(Dataset entries)

◇ ◇ ◇ ◇ ◇

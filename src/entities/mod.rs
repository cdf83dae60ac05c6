pub mod done;
pub mod task;

pub use done::Entity as Done;
pub use task::Entity as Task;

◇ ◇ ◇ ◇ ◇

Word for word, restate all of the records.

-- Your solution --
filename src/entities/mod.rs
repository cdf83dae60ac05c6
pub mod done;
pub mod task;

pub use done::Entity as Done;
pub use task::Entity as Task;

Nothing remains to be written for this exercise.